[Items listed in a dataset]
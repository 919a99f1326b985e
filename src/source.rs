//! Loading program text, either inline or from a file.

use std::borrow::Cow;
use std::fs::File;
use std::io::Read;
use std::path::{Path, PathBuf};

use tracing::debug;

/// Errors raised while loading program text. Execution never starts when one occurs.
#[derive(Debug, thiserror::Error)]
pub enum LoadError {
    /// The file could not be opened or read.
    #[error("Cannot open file '{}': {source}", path.display())]
    Io {
        path: PathBuf,
        #[source]
        source: std::io::Error,
    },

    /// Memory for the file contents could not be reserved.
    #[error("Memory allocation failed while reading '{}' ({size} bytes)", path.display())]
    Allocation { path: PathBuf, size: u64 },
}

/// Immutable program text.
///
/// Inline code is borrowed as-is; file contents are owned. Either way the
/// engine sees a plain byte slice with an explicit length.
#[derive(Debug, Clone)]
pub struct Program<'a> {
    text: Cow<'a, [u8]>,
}

impl<'a> Program<'a> {
    /// Use `code` verbatim.
    pub fn inline(code: &'a str) -> Self {
        Self {
            text: Cow::Borrowed(code.as_bytes()),
        }
    }

    pub fn as_bytes(&self) -> &[u8] {
        &self.text
    }

    pub fn len(&self) -> usize {
        self.text.len()
    }

    pub fn is_empty(&self) -> bool {
        self.text.is_empty()
    }
}

impl Program<'static> {
    /// Read the whole file at `path` into memory.
    pub fn from_file(path: impl AsRef<Path>) -> Result<Self, LoadError> {
        let path = path.as_ref();
        let io_err = |source| LoadError::Io {
            path: path.to_path_buf(),
            source,
        };

        let mut file = File::open(path).map_err(io_err)?;
        let size = file.metadata().map_err(io_err)?.len();

        let mut text = buffer_for(path, size)?;
        file.read_to_end(&mut text).map_err(io_err)?;

        debug!(path = %path.display(), bytes = text.len(), "loaded program");
        Ok(Self::from(text))
    }
}

/// Empty buffer with room for `size` bytes.
fn buffer_for(path: &Path, size: u64) -> Result<Vec<u8>, LoadError> {
    let alloc_err = || LoadError::Allocation {
        path: path.to_path_buf(),
        size,
    };
    let len = usize::try_from(size).map_err(|_| alloc_err())?;
    let mut text = Vec::new();
    text.try_reserve_exact(len).map_err(|_| alloc_err())?;
    Ok(text)
}

impl From<Vec<u8>> for Program<'static> {
    fn from(text: Vec<u8>) -> Self {
        Self {
            text: Cow::Owned(text),
        }
    }
}

#[cfg(test)]
mod tests {
    use super::*;
    use std::io::Write;

    #[test]
    fn inline_is_borrowed_verbatim() {
        let code = "+a[-]";
        let program = Program::inline(code);
        assert_eq!(program.as_bytes(), b"+a[-]");
        assert_eq!(program.len(), 5);
        assert!(matches!(program.text, Cow::Borrowed(_)));
    }

    #[test]
    fn file_contents_are_read_whole() {
        let mut tf = tempfile::NamedTempFile::new().expect("tempfile");
        write!(tf, "++\n[>+<-]\n").unwrap();

        let program = Program::from_file(tf.path()).expect("load");
        assert_eq!(program.as_bytes(), b"++\n[>+<-]\n");
    }

    #[test]
    fn empty_file_yields_empty_program() {
        let tf = tempfile::NamedTempFile::new().expect("tempfile");
        let program = Program::from_file(tf.path()).expect("load");
        assert!(program.is_empty());
    }

    #[test]
    fn unreservable_size_is_allocation_error() {
        let err = buffer_for(Path::new("huge.bf"), u64::MAX).unwrap_err();
        assert!(matches!(err, LoadError::Allocation { size: u64::MAX, .. }));
        assert!(err.to_string().contains("Memory allocation failed"));
    }

    #[test]
    fn missing_file_is_io_error() {
        let dir = tempfile::tempdir().expect("tempdir");
        let path = dir.path().join("missing.bf");

        let err = Program::from_file(&path).unwrap_err();
        assert!(matches!(err, LoadError::Io { .. }));
        assert!(err.to_string().contains("missing.bf"));
    }
}
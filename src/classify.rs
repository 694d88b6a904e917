//! Per-entry pruning and matching decisions

use std::ffi::OsStr;
use std::path::Path;

use crate::types::{MatchTarget, SearchMode};

/// Lowercased directory names pruned when system directories are skipped
pub const SKIP_DIRS: &[&str] = &[
    "$recycle.bin",
    "system volume information",
    "windows",
    "program files",
    "program files (x86)",
    "programdata",
    ".git",
    "node_modules",
    ".cache",
    ".tmp",
    "__pycache__",
    ".vs",
    ".idea",
    ".gradle",
    "vendor",
    "dist",
    "obj",
    "bin",
];

/// Whether a lowercased directory name is a system or hidden directory
#[must_use]
pub fn is_system_dir(name_lower: &str) -> bool {
    name_lower.starts_with('.') || SKIP_DIRS.contains(&name_lower)
}

/// Decision for a single directory entry
#[derive(Debug, Clone, Copy, Default, PartialEq, Eq)]
pub struct Verdict {
    /// Directory must be neither matched nor descended into
    pub prune:    bool,
    /// Entry belongs in the results
    pub is_match: bool,
}

/// Pure classification rules shared by the worker pool and the inline walker
#[derive(Debug, Clone)]
pub struct Classifier {
    needle:           String,
    mode:             SearchMode,
    skip_system_dirs: bool,
    target:           MatchTarget,
}

impl Classifier {
    /// Create a classifier; the needle is case-folded here
    #[must_use]
    pub fn new(needle: &str, mode: SearchMode, skip_system_dirs: bool, target: MatchTarget) -> Self {
        Self { needle: needle.to_lowercase(), mode, skip_system_dirs, target }
    }

    /// The case-folded needle
    #[must_use]
    pub fn needle(&self) -> &str {
        &self.needle
    }

    /// Classify one entry of a directory listing
    #[must_use]
    pub fn classify(&self, name: &OsStr, path: &Path, is_dir: bool) -> Verdict {
        let name_lower = name.to_string_lossy().to_lowercase();

        if is_dir && self.skip_system_dirs && is_system_dir(&name_lower) {
            return Verdict { prune: true, is_match: false };
        }

        let is_match = self.mode.accepts(is_dir) && self.contains_needle(&name_lower, path);
        Verdict { prune: false, is_match }
    }

    fn contains_needle(&self, name_lower: &str, path: &Path) -> bool {
        if name_lower.contains(&self.needle) {
            return true;
        }
        match self.target {
            MatchTarget::Name => false,
            MatchTarget::FullPath => {
                path.to_string_lossy().to_lowercase().contains(&self.needle)
            },
        }
    }
}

The task:
Using the entries, count the lines that hold the string "true"; nothing but the number is needed.

Output for this exercise:
2